— Exercise instructions —
Search the data for "dead" and copy every matching line.

— Entries provided —
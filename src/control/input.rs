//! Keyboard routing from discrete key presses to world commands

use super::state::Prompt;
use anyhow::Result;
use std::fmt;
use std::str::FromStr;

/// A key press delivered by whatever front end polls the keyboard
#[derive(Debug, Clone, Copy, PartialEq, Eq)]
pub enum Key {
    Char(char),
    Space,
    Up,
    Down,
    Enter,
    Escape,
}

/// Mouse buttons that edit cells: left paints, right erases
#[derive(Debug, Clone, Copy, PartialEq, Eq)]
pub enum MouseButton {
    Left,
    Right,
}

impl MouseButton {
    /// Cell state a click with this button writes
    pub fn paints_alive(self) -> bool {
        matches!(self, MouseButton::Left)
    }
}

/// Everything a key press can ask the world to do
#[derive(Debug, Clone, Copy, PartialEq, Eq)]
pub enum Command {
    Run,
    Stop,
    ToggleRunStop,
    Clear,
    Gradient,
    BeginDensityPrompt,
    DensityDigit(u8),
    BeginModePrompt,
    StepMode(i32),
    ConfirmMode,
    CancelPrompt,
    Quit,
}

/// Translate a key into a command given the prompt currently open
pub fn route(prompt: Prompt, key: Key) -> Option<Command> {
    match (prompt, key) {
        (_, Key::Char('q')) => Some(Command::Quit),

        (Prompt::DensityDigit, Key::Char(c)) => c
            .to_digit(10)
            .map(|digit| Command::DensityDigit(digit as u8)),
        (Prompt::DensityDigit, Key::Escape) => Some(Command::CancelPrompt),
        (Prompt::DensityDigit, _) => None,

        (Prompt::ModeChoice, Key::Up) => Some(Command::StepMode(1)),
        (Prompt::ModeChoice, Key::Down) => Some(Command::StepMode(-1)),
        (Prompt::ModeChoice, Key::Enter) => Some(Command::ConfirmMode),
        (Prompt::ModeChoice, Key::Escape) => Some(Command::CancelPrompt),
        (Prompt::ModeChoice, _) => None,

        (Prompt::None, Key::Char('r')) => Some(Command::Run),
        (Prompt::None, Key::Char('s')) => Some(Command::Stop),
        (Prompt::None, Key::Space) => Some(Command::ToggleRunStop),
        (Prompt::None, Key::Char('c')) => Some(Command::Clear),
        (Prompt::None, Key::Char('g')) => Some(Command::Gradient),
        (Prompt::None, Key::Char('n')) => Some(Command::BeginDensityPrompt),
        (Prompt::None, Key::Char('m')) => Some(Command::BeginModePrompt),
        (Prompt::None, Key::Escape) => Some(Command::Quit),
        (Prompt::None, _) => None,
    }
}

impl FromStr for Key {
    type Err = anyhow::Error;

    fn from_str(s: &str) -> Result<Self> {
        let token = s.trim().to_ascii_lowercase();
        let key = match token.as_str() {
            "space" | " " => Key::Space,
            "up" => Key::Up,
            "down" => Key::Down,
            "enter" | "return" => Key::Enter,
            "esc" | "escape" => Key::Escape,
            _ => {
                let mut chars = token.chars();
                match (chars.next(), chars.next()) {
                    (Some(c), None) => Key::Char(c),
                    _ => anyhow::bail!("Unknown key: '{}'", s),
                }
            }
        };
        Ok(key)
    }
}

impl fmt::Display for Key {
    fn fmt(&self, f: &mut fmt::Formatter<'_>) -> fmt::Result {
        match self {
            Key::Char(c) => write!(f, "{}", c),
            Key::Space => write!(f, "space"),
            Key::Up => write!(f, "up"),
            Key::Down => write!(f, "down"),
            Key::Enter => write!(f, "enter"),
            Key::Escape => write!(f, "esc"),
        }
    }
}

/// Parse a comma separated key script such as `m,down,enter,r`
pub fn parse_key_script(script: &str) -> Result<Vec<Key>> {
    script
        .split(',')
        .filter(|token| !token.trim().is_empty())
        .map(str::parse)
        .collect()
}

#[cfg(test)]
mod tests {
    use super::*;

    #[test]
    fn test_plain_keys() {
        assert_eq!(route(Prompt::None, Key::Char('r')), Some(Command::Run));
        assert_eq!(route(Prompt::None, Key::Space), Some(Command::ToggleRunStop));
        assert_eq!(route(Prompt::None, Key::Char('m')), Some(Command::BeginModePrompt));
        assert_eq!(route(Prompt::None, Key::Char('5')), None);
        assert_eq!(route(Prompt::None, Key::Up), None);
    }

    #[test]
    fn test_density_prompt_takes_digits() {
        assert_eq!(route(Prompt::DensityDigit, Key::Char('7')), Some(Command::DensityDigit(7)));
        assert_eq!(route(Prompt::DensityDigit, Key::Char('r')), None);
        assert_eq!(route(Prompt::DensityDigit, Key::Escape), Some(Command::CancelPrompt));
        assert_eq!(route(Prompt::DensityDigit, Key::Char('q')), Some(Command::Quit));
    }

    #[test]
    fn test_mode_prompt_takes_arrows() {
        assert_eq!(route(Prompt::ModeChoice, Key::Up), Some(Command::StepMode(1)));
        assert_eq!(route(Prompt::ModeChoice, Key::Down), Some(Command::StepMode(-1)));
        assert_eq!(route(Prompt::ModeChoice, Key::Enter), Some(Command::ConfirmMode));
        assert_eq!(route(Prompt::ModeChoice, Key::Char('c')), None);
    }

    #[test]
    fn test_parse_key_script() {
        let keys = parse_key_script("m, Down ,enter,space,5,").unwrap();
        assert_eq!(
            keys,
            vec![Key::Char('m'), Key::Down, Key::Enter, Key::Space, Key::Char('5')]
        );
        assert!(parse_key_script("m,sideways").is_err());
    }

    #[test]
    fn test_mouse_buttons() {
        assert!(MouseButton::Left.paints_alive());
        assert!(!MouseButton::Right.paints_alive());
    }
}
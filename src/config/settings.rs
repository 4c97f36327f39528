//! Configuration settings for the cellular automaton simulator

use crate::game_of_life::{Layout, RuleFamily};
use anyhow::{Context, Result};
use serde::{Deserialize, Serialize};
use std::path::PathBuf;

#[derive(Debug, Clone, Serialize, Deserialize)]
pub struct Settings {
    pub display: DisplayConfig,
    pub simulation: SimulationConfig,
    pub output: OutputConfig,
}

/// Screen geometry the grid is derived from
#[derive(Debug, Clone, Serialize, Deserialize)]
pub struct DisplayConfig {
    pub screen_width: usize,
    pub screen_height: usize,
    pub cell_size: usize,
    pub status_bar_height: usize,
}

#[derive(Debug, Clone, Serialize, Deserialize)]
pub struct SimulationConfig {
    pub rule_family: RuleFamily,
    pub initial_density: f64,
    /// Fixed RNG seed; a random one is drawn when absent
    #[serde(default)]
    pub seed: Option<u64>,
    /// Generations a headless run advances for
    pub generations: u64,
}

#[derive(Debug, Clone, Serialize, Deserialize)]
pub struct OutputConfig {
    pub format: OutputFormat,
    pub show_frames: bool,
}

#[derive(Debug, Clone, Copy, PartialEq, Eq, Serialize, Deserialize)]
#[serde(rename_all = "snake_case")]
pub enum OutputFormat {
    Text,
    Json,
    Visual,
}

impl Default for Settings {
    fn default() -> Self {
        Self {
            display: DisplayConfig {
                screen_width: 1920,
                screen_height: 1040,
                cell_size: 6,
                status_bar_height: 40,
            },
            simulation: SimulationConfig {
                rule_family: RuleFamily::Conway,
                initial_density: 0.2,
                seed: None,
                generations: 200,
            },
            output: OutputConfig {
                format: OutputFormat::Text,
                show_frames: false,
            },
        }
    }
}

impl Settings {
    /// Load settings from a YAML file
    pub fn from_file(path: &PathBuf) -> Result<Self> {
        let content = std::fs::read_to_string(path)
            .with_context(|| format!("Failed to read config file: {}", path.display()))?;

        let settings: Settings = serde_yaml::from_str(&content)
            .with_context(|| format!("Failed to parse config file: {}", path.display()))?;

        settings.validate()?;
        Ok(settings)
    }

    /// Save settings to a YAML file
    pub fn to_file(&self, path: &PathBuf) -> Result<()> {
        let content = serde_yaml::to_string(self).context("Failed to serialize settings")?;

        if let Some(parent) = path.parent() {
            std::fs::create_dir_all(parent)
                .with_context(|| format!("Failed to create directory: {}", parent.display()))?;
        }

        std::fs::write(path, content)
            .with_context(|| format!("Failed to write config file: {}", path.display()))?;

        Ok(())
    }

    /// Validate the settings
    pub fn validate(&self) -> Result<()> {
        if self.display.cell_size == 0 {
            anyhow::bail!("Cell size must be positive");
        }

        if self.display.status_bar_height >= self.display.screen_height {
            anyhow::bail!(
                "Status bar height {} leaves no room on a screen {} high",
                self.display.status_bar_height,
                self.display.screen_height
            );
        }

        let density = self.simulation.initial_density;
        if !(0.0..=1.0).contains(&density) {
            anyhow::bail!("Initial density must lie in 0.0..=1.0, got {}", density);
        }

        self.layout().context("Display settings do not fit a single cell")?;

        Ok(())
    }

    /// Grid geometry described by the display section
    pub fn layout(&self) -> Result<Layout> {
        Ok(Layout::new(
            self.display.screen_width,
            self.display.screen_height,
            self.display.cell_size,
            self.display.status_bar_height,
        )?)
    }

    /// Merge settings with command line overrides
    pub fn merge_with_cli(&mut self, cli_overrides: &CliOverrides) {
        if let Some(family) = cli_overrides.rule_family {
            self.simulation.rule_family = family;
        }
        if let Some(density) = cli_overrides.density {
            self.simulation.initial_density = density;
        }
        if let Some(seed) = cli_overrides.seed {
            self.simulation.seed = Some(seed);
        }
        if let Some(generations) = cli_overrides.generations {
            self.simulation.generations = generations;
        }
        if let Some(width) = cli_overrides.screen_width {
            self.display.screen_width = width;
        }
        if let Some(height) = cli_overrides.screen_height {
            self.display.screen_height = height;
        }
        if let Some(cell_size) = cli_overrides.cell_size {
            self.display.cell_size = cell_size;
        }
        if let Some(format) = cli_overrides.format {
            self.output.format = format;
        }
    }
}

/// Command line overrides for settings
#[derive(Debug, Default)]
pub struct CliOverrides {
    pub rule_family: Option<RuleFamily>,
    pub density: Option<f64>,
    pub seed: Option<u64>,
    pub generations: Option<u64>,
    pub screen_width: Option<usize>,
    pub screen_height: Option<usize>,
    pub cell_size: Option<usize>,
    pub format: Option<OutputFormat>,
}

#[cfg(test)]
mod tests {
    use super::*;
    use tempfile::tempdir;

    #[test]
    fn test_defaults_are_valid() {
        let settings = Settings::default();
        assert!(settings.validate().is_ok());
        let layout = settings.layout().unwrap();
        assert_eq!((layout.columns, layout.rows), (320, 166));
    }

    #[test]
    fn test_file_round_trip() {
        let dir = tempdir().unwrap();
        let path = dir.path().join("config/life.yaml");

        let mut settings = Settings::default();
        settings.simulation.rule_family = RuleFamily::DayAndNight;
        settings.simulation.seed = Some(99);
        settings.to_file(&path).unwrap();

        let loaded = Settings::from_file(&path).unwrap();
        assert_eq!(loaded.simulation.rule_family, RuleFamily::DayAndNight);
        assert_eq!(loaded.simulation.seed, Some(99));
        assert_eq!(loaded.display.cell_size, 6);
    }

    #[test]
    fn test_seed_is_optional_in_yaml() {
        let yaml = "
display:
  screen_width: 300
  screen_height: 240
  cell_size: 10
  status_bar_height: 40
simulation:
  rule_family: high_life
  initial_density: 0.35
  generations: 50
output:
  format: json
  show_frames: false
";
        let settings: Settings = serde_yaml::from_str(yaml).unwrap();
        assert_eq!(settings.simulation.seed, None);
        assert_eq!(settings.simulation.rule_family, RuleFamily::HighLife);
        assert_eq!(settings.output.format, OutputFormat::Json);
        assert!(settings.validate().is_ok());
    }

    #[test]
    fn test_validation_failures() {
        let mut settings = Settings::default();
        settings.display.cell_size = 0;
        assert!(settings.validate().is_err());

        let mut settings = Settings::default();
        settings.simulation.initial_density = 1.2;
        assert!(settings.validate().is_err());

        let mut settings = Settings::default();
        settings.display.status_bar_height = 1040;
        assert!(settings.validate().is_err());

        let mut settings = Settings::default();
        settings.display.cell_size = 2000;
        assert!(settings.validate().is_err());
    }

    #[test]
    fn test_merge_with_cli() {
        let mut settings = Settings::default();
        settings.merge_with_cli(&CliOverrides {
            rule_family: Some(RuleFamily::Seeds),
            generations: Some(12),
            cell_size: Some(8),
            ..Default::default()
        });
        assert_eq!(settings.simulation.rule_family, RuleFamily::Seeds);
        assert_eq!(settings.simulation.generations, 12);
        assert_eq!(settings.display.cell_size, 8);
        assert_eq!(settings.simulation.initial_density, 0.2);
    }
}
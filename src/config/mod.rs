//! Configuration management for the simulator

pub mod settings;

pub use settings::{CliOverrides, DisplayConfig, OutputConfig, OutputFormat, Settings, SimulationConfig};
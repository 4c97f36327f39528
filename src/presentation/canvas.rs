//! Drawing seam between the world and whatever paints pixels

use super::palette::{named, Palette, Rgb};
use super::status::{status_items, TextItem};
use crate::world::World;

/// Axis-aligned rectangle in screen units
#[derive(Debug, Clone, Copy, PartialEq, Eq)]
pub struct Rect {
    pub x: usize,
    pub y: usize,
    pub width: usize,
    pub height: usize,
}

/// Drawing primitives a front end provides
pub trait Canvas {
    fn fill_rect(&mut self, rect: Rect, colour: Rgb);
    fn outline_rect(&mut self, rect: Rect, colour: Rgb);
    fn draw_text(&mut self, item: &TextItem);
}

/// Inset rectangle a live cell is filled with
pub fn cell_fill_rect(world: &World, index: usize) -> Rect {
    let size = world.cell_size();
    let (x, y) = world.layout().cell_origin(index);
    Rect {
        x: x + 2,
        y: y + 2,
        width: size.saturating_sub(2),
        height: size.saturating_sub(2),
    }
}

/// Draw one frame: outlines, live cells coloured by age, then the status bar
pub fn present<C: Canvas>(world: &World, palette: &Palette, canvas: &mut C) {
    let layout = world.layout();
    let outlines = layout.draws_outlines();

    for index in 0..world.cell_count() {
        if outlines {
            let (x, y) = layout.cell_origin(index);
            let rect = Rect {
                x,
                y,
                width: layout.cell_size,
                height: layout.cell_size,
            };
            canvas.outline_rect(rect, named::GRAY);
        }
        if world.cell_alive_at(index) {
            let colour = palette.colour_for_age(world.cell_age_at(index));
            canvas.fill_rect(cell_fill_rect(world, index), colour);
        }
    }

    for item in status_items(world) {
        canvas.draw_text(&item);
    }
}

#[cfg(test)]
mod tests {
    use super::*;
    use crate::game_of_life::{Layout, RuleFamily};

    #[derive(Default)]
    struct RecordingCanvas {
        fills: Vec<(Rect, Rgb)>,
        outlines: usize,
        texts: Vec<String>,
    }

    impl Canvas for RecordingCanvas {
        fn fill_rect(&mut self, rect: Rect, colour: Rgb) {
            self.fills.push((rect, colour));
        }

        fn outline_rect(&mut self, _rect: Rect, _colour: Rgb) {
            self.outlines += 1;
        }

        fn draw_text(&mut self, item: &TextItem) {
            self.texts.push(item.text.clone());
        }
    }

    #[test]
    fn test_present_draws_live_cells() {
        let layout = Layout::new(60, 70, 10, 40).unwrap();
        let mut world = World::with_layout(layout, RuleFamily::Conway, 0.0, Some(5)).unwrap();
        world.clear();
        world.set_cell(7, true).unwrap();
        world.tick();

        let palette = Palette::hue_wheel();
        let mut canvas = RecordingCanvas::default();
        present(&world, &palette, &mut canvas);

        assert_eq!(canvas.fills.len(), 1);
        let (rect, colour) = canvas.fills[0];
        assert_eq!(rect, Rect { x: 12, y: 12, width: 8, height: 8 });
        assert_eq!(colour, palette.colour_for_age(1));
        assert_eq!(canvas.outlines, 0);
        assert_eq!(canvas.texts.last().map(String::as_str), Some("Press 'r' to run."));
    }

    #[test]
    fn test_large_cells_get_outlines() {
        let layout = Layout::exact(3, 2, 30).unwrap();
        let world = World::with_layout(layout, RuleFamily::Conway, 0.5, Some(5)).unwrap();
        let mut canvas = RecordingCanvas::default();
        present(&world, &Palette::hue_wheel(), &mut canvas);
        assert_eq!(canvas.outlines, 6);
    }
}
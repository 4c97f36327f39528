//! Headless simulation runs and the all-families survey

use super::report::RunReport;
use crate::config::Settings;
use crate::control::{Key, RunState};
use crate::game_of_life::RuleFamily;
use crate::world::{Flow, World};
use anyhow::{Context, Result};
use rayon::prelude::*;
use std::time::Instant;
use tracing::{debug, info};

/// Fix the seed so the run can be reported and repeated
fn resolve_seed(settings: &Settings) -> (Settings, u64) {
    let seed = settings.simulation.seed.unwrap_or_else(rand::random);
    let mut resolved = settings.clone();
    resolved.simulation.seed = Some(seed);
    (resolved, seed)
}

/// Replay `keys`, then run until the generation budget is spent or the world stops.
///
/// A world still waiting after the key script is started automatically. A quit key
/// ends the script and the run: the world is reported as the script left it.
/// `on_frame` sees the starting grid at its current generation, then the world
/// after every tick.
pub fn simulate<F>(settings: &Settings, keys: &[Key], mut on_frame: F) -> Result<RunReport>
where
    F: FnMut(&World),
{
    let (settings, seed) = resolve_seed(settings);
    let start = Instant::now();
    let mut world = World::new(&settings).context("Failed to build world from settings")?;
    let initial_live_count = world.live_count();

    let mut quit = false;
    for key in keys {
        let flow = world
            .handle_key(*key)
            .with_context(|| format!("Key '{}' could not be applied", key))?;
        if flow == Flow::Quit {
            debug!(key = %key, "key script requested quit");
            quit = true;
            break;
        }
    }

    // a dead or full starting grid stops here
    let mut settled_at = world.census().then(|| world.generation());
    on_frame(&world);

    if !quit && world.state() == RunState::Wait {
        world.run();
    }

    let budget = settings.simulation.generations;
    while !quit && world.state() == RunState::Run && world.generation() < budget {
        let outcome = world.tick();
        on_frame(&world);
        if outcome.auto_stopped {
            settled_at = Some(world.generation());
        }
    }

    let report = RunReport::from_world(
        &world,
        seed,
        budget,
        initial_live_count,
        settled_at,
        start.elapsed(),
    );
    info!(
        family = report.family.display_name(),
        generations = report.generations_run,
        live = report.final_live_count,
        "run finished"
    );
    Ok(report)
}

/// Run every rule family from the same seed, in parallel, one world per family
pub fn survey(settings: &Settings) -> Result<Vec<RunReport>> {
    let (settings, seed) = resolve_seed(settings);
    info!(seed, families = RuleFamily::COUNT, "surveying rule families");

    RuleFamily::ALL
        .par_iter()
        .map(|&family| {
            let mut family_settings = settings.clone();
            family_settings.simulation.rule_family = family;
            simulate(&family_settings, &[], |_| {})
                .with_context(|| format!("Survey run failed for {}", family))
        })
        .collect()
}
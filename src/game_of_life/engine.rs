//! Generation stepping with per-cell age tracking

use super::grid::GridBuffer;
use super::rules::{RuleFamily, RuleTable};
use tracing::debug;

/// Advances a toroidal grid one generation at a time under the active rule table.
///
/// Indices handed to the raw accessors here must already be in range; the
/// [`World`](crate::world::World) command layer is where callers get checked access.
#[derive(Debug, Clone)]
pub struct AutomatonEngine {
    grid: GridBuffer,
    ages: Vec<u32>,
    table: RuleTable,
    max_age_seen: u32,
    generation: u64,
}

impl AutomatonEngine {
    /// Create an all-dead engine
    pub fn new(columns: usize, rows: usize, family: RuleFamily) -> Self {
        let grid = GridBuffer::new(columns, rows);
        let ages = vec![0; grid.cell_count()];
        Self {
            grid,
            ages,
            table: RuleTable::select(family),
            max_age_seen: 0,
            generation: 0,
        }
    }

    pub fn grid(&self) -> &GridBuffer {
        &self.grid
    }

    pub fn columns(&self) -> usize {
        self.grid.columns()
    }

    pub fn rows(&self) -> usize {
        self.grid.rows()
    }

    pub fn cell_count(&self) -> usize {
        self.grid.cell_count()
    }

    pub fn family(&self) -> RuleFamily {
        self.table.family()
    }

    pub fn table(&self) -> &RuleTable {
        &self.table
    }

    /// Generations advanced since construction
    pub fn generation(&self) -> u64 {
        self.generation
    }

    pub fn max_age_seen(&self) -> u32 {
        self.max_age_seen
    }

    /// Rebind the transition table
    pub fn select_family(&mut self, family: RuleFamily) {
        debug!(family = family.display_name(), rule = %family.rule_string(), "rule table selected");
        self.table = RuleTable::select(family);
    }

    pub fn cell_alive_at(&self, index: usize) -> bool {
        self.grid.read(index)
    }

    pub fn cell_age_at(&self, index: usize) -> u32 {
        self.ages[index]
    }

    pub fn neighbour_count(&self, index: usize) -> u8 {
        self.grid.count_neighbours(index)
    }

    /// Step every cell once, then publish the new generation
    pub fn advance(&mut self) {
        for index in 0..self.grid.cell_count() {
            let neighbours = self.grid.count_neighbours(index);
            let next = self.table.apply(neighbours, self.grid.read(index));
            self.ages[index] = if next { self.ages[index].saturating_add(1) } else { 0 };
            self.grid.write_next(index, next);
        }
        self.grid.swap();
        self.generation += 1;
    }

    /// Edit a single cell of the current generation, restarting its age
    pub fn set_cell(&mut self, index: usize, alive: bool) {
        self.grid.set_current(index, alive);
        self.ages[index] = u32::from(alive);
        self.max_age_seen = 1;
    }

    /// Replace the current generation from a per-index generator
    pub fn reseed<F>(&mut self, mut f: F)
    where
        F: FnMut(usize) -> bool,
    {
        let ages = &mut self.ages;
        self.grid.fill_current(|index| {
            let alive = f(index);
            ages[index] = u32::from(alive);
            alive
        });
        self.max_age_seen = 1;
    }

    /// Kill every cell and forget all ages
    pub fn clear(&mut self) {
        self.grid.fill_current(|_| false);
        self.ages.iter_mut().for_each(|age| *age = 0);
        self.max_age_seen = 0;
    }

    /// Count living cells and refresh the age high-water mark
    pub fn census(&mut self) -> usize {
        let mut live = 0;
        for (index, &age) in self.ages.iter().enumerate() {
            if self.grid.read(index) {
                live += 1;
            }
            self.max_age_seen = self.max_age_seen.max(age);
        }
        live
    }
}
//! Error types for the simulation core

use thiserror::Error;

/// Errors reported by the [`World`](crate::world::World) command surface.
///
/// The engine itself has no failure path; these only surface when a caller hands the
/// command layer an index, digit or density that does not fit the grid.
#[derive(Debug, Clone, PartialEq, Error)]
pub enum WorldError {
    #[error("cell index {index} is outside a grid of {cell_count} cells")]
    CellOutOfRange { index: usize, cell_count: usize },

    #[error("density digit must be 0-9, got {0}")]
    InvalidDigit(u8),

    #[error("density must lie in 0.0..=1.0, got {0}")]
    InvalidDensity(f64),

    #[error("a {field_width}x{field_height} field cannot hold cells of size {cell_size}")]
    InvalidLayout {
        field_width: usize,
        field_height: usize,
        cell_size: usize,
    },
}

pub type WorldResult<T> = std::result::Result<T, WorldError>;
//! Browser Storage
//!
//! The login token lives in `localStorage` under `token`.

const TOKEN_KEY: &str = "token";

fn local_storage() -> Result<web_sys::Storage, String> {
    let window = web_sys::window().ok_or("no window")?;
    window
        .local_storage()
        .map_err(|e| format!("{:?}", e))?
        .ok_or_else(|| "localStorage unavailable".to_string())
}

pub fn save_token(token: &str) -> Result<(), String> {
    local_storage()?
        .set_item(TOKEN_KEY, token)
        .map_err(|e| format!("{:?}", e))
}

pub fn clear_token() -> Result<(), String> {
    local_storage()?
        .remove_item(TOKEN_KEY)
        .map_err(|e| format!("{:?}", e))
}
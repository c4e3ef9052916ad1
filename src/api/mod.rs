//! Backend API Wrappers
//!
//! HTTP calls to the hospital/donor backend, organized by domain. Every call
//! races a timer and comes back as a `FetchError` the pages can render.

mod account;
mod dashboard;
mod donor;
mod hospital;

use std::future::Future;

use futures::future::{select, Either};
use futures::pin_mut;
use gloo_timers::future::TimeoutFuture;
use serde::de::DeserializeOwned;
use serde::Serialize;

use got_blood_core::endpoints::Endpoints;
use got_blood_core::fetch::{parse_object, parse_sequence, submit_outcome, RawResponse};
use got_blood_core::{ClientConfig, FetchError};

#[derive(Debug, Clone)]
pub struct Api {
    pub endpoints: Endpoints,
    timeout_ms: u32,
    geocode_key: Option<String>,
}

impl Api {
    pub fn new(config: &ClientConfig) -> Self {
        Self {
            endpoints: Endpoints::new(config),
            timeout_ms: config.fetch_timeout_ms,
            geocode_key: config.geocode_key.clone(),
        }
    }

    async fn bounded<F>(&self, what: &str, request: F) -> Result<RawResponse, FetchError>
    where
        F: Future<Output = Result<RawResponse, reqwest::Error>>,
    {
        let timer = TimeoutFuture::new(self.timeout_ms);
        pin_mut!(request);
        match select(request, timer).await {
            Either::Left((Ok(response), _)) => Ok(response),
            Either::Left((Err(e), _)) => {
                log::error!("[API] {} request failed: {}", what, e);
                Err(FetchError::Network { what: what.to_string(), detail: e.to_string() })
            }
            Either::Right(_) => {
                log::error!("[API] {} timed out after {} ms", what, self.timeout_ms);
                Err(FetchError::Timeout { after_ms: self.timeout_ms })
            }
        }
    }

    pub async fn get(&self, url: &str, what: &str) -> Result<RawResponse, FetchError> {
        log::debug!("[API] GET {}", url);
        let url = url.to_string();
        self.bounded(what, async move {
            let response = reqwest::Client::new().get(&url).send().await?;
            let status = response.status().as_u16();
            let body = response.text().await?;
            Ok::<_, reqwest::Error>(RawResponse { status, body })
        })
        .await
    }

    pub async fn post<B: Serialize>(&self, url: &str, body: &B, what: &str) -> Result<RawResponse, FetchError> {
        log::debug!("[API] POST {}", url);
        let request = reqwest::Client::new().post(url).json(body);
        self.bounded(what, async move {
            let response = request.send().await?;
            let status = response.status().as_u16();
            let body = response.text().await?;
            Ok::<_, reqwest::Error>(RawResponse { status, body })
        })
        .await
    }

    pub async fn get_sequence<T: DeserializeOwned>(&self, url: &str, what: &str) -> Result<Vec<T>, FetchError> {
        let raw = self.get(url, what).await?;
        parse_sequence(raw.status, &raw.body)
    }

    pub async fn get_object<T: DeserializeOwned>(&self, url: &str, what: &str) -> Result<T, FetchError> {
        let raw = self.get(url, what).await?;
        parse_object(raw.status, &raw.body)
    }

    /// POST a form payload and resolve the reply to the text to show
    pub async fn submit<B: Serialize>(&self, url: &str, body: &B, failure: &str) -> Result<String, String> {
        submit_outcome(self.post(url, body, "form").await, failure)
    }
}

— Reply to the exercise —
    // a dead or full starting grid stops here
    /// Create an all-dead engine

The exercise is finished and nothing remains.